Al parecer, en una modalidad más del «todo vale» que se impone vertiginosamente, Najwa Malha, la adolescente de Pozuelo que quiere ir al colegio con el pañuelo islámico, quiere ser convertida en una víctima: del sistema, de la intolerancia religiosa, de la Comunidad de Madrid y centro escolar, de la voracidad de los medios de comunicación y de una suerte de islamofobia. Sin embargo, lo único real del asunto es que ella o su familia (o ambos a la vez) pretenden que, incumpliendo las normas vigentes, se les dé, además, la razón. Un abuso y una mistificación en cuanto se mezclan en esta pretensión el derecho a los símbolos religiosos, que es un debate importante, con el mero cumplimiento de las normas, que es lo fundamental del caso de la niña de Pozuelo.
El caso es que, sin contradecir en absoluto la legalidad, el centro publico en el que cursaba estudios prohíbe cubrirse la cabeza. Hay otros centros de Madrid en los que tal prohibición no existe y quienes quieren usar en clase hiyab o visera de béisbol tienen la oportunidad de hacerlo. Pero no parece suficiente a la familia de la menor y a quienes defienden su empeño en saltarse las normas del instituto. A un lado algunas argumentaciones esperpénticas, se diría que este punto de vista se fundamenta de dos modos distintos y alternativos. Para unos, el uso de símbolos religiosos sin ningún tipo de limitación es un derecho superior a cualquier norma y estas deben ser derogadas o incumplidas sin consecuencias. Para otros, alejándose del caso concreto pero sosteniendo una tesis paradójica en el debate general, el pañuelo islámico no sería tanto una manifestación religiosa en el comportamiento público, sino un mero símbolo cultural.

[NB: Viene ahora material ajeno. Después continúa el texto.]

pub mod events;

pub use events::HarnessEvent;

use std::time::Instant;

use chrono::Utc;
use futures::stream::{self, StreamExt};
use tokio::sync::mpsc;
use tracing::{info, warn};
use uuid::Uuid;

use crate::agents::{render_prompt, AgentAdapter, DEFAULT_PROMPT};
use crate::catalog::BugCatalog;
use crate::errors::{with_retry, RetryConfig};
use crate::models::{AgentOutcome, EvaluationReport, FrameworkMetrics};
use crate::scoring::{ScoreAggregator, Scorer};
use crate::utils::truncation::truncate_output;

/// Version string recorded in every report.
pub fn tool_version() -> String {
    match option_env!("GIT_HASH") {
        Some(hash) => format!("{}+{}", env!("CARGO_PKG_VERSION"), hash),
        None => env!("CARGO_PKG_VERSION").to_string(),
    }
}

/// Runs every agent on one codebase and scores the answers.
///
/// Agent failures never abort the run: each becomes a failed outcome and a
/// zero-score metrics entry. The catalog is shared read-only between all
/// frameworks.
pub struct EvaluationHarness {
    catalog: BugCatalog,
    scorer: Scorer,
    prompt: String,
    retry: RetryConfig,
    concurrency: usize,
    event_tx: Option<mpsc::UnboundedSender<HarnessEvent>>,
}

impl EvaluationHarness {
    pub fn new(catalog: BugCatalog, scorer: Scorer) -> Self {
        let prompt = render_prompt(DEFAULT_PROMPT, catalog.codebase());
        Self {
            catalog,
            scorer,
            prompt,
            retry: RetryConfig::default(),
            concurrency: 1,
            event_tx: None,
        }
    }

    /// Replace the task prompt. `{codebase}` is substituted.
    pub fn with_prompt(mut self, template: &str) -> Self {
        self.prompt = render_prompt(template, self.catalog.codebase());
        self
    }

    pub fn with_retry(mut self, retry: RetryConfig) -> Self {
        self.retry = retry;
        self
    }

    /// Maximum number of agents running at once; values below 1 mean 1.
    pub fn with_concurrency(mut self, concurrency: usize) -> Self {
        self.concurrency = concurrency.max(1);
        self
    }

    /// Attach an event channel for streaming run progress.
    pub fn with_event_channel(mut self, tx: mpsc::UnboundedSender<HarnessEvent>) -> Self {
        self.event_tx = Some(tx);
        self
    }

    pub fn catalog(&self) -> &BugCatalog {
        &self.catalog
    }

    pub fn prompt(&self) -> &str {
        &self.prompt
    }

    fn emit(&self, event: HarnessEvent) {
        if let Some(ref tx) = self.event_tx {
            let _ = tx.send(event);
        }
    }

    /// Invoke one agent, retrying transient failures. Never fails: the last
    /// error is folded into a failed outcome.
    pub async fn collect_outcome(&self, adapter: &dyn AgentAdapter) -> AgentOutcome {
        let framework = adapter.name().to_string();
        self.emit(HarnessEvent::AgentStarted { framework: framework.clone() });
        info!(framework = %framework, "Running agent");

        let start = Instant::now();
        let mut attempt = 0u32;
        let result = with_retry(&framework, &self.retry, || {
            attempt += 1;
            if attempt > 1 {
                self.emit(HarnessEvent::AgentRetrying {
                    framework: framework.clone(),
                    attempt,
                });
            }
            adapter.invoke(&self.prompt)
        })
        .await;
        let duration_ms = start.elapsed().as_millis() as u64;

        match result {
            Ok(response) => {
                info!(framework = %framework, duration_ms, chars = response.len(), "Agent completed");
                tracing::debug!(framework = %framework, response = %truncate_output(&response), "Agent response");
                self.emit(HarnessEvent::AgentCompleted { framework: framework.clone(), duration_ms });
                AgentOutcome::succeeded(framework, response).with_duration_ms(duration_ms)
            }
            Err(e) => {
                let error = e.to_string();
                warn!(framework = %framework, error = %error, "Agent failed");
                self.emit(HarnessEvent::AgentFailed { framework: framework.clone(), error: error.clone() });
                AgentOutcome::failed(framework, error).with_duration_ms(duration_ms)
            }
        }
    }

    /// Run all agents, at most `concurrency` at a time, then score them.
    /// Results keep the order of `adapters`.
    pub async fn run(&self, adapters: &[Box<dyn AgentAdapter>]) -> EvaluationReport {
        let start = Instant::now();
        self.emit(HarnessEvent::RunStarted {
            codebase: self.catalog.codebase().to_string(),
            known_bugs: self.catalog.count(),
            agents: adapters.len(),
        });
        info!(
            codebase = %self.catalog.codebase(),
            known_bugs = self.catalog.count(),
            agents = adapters.len(),
            concurrency = self.concurrency,
            "Starting evaluation run"
        );

        let outcomes: Vec<AgentOutcome> = stream::iter(adapters.iter().map(|a| self.collect_outcome(a.as_ref())))
            .buffered(self.concurrency)
            .collect()
            .await;

        let report = self.score_outcomes(outcomes);
        self.emit(HarnessEvent::RunCompleted {
            frameworks: report.evaluation.len(),
            duration_ms: start.elapsed().as_millis() as u64,
        });
        report
    }

    /// Score already-collected outcomes without invoking any agent.
    pub fn score_outcomes(&self, outcomes: Vec<AgentOutcome>) -> EvaluationReport {
        let evaluation: Vec<FrameworkMetrics> = outcomes
            .iter()
            .map(|outcome| {
                let metrics = self.scorer.evaluate(outcome, &self.catalog);
                self.emit(HarnessEvent::AgentScored {
                    framework: metrics.framework.clone(),
                    unique_bugs_found: metrics.unique_bugs_found,
                    total_known_bugs: metrics.total_known_bugs,
                    recall: metrics.recall,
                });
                metrics
            })
            .collect();

        EvaluationReport {
            run_id: Uuid::new_v4().to_string(),
            generated_at: Utc::now(),
            tool_version: tool_version(),
            codebase: self.catalog.codebase().to_string(),
            known_bugs: self.catalog.all_bugs().to_vec(),
            ranking: ScoreAggregator::rank(&evaluation),
            charts: ScoreAggregator::chart_inputs(&evaluation),
            agent_results: outcomes,
            evaluation,
        }
    }
}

La distinción entre la defensa de un Estado laico (el nuestro es, según la Constitución vigente, aconfesional, es decir, neutral) y el laicismo está, seguramente, en que este último considera que una determinada posición ante la religión, es decir, la de total desconexión, se convierte, paradójicamente, en la única «religión» del Estado hasta el punto de limitar las manifestaciones de las demás al espacio estrictamente privado. El Estado liberal toma sus decisiones, en cuanto a su organización y funcionamiento, con argumentos seculares, no puede ser de otro modo, pero esa «ciudad secular» no sería real ni razonable sin la presencia pública y libre de todas las voces, las religiosas también. Sin embargo, ni la conveniente presencia pública de las voces religiosas, ni su necesaria traducción en la política a un lenguaje secular, por aprovechar la formulación de Habermas, ni tampoco el derecho a la enseñanza de la religión elegida por los padres se oponen al establecimiento de espacios simbólicamente neutrales, como pueden ser los centros educativos públicos. Mucho menos, como es el caso, a la posibilidad de elegir, en función de la decisión de esos centros, entre posibilidades distintas. Lo que se opone al Estado liberal es la negativa a cumplir las normas bajo la disculpa de supuestos y casi siempre falsos «argumentos religiosos». La pretensión de la familia de Pozuelo y sus correligionarios no es ni religiosa ni legal. En vez de defender la presencia de la religión en la esfera pública quieren, por su particular visión integrista, de escapar por la religión del Estado de Derecho.
Un «símbolo cultural»
Para sumar confusión, hemos escuchado estos días -ministra incluida- a quienes aseguran que el velo islámico sería, más que de una religión, un símbolo cultural. Lo malo de esta argumentación simplista es su intención arbitraria porque, desde esa perspectiva, terminan siendo «culturales», merecedoras del espacio público, las religiones que se desea mientras otras, o las demás, tienen que recluirse en las catacumbas. Aquí, en España, se acaba de negar, por ejemplo, ese ambivalente y vaporoso carácter «cultural» a la presencia de crucifijos en centros públicos. Si sólo lo son los que recomienda una cierta degeneración de la prudencia, o del miedo, no hay ni Estado laico ni, en puridad, igualdad de derechos.